REVIEWED BY DAN STUMPF:


ED LACY – Sin in Their Blood. Eton Books E111, paperback original, 1952. Macfadden #50-255, paperback, 1966. Black Curtain Press, softcover, 2013.

   To my mind, Ed Lacy occupies a place firmly in the upper second rank of hard-boiled writers of the last century. Maybe not up there with Hammett, Chandler, and (insert a few names of your own) but definitely right up there with Charles Williams, Peter Rabe, and (insert etc. etc.)

   Lacy’s writing offers smooth prose, plotting that hooks the reader and moves things right along, and characters who seem unique enough to be real, without the flamboyant eccentricities that mark too many patently fictional creations.

   I did some reading up on Lacy, who turns out to have been Len Zinberg, born in 1911 and raised in an affluent Jewish family on the fringes of Harlem. Not surprisingly, considering that time and place, Zinberg got involved in the Harlem Renaissance and left-wing politics of his day, and these show up in Lacy’s writing.

   Sin in Their Blood opens with Matt Ranzino returning to his home town after a year in a VA hospital following service in Korea. Seems he was formerly a PI, and before that a cop, and before that a prizefighter, so he has all the qualifications necessary for a paperback hero, except that he contracted Tuberculosis in the Army and now feels super-cautious about undue exertion.

   By the way, Zinberg suffered from heart trouble all his life, so when Lacy writes about debilitating fatigue and panic, he knows how to put it across.

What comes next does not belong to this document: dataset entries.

use std::str::FromStr;

use thiserror::Error;

use crate::{math::Equivalent, Symbol};

const PREFIX: &str = "TransitionFunctionKey(currentStateId=";
const SEPARATOR: &str = ", symbol=";
const SUFFIX: &str = ")";
const EPSILON: &str = "null";

/// Identifies an entry of a [`crate::TransitionTable`] by the state the transitions leave from and
/// the symbol they are labeled with. Equality is structural, [`Symbol::Epsilon`] is a value like
/// any other.
///
/// The [`std::fmt::Display`] implementation produces the canonical textual form that is used as a
/// map key in the persisted representation, [`FromStr`] reads it back.
///
/// ```
/// use finite_automata::prelude::*;
///
/// let key = TransitionKey::new("q0", Symbol::Epsilon);
/// assert_eq!(key.to_string(), "TransitionFunctionKey(currentStateId=q0, symbol=null)");
/// assert_eq!(key.to_string().parse::<TransitionKey>(), Ok(key));
/// ```
#[derive(Clone, Debug, Hash, PartialEq, Eq, PartialOrd, Ord)]
pub struct TransitionKey {
    state: String,
    symbol: Symbol,
}

impl TransitionKey {
    /// Creates a new key for transitions leaving `state` on `symbol`.
    pub fn new<S: Into<Symbol>>(state: impl Into<String>, symbol: S) -> Self {
        Self {
            state: state.into(),
            symbol: symbol.into(),
        }
    }

    /// The state that the transitions leave from.
    pub fn state(&self) -> &str {
        &self.state
    }

    /// The symbol that the transitions are labeled with.
    pub fn symbol(&self) -> Symbol {
        self.symbol
    }
}

impl std::fmt::Display for TransitionKey {
    fn fmt(&self, f: &mut std::fmt::Formatter<'_>) -> std::fmt::Result {
        write!(f, "{PREFIX}{}{SEPARATOR}", self.state)?;
        match self.symbol {
            Symbol::Char(c) => write!(f, "{c}")?,
            Symbol::Epsilon => write!(f, "{EPSILON}")?,
        }
        write!(f, "{SUFFIX}")
    }
}

/// Errors that can occur when reading a [`TransitionKey`] from its textual form.
#[derive(Debug, Clone, Eq, PartialEq, Error)]
#[allow(missing_docs)]
pub enum KeyParseError {
    #[error("transition key `{0}` is not of the form `TransitionFunctionKey(currentStateId=<state>, symbol=<symbol>)`")]
    Malformed(String),
    #[error("transition key has symbol `{0}`, expected a single character or `null`")]
    InvalidSymbol(String),
}

impl FromStr for TransitionKey {
    type Err = KeyParseError;

    fn from_str(s: &str) -> Result<Self, Self::Err> {
        let (state, symbol) = s
            .strip_prefix(PREFIX)
            .and_then(|rest| rest.strip_suffix(SUFFIX))
            .and_then(|inner| inner.rsplit_once(SEPARATOR))
            .ok_or_else(|| KeyParseError::Malformed(s.to_string()))?;

        if symbol == EPSILON {
            return Ok(Self::new(state, Symbol::Epsilon));
        }
        let mut chars = symbol.chars();
        match (chars.next(), chars.next()) {
            (Some(c), None) => Ok(Self::new(state, c)),
            _ => Err(KeyParseError::InvalidSymbol(symbol.to_string())),
        }
    }
}

/// Borrowed form of a [`TransitionKey`], which allows looking up entries without allocating.
/// Hashes identically to the owned key.
#[derive(Hash)]
pub(crate) struct KeyRef<'a> {
    state: &'a str,
    symbol: Symbol,
}

impl<'a> KeyRef<'a> {
    pub(crate) fn new(state: &'a str, symbol: Symbol) -> Self {
        Self { state, symbol }
    }
}

impl Equivalent<TransitionKey> for KeyRef<'_> {
    fn equivalent(&self, key: &TransitionKey) -> bool {
        self.state == key.state && self.symbol == key.symbol
    }
}

#[cfg(test)]
mod tests {
    use super::*;

    #[test]
    fn canonical_form() {
        assert_eq!(
            TransitionKey::new("q0", 'a').to_string(),
            "TransitionFunctionKey(currentStateId=q0, symbol=a)"
        );
        assert_eq!(
            "TransitionFunctionKey(currentStateId=a, symbol=b, symbol=c)".parse::<TransitionKey>(),
            Ok(TransitionKey::new("a, symbol=b", 'c'))
        );
    }

    #[test]
    fn malformed_keys() {
        assert_eq!(
            "q0-a".parse::<TransitionKey>(),
            Err(KeyParseError::Malformed("q0-a".to_string()))
        );
        assert_eq!(
            "TransitionFunctionKey(currentStateId=q0, symbol=ab)".parse::<TransitionKey>(),
            Err(KeyParseError::InvalidSymbol("ab".to_string()))
        );
    }

    #[test]
    fn epsilon_is_distinct_from_characters() {
        assert_ne!(TransitionKey::new("q", Symbol::Epsilon), TransitionKey::new("q", 'n'));
    }
}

   Getting back to the story, Ranzino finds himself reluctantly drawn into a murder investigation, and just as reluctantly lured back toward his old PI Agency, which is now making big bucks off McCarthyism and the Red Scare, blackmailing vulnerable types who may have joined a pinkish organization back in the 1930s, or maybe signed a petition against capital punishment for the Rosenbergs or some such.

   Lacy moves his hero through a potentially preachy miasma without getting didactic, even when the title of the piece — Sin in Their Blood — turns out to refer to a couple murdered because he was passing for white, with her knowledge. There’s also a plucky lady involved with Matt who insists on getting a job and making him share the household chores. And just to put this in perspective, this was written in 1952 — in 1974, when my wife went to get a credit card in her name, she was asked if her husband would object.

   But most impressive (to me, anyway) is that Lacy keeps all this subtext in the background. This book moves fast and it moves well, with all the shady hoods, loose ladies, fights, and shoot-outs one looks for between the gaudy covers of a paperback. Enjoy the flash, appreciate the substance.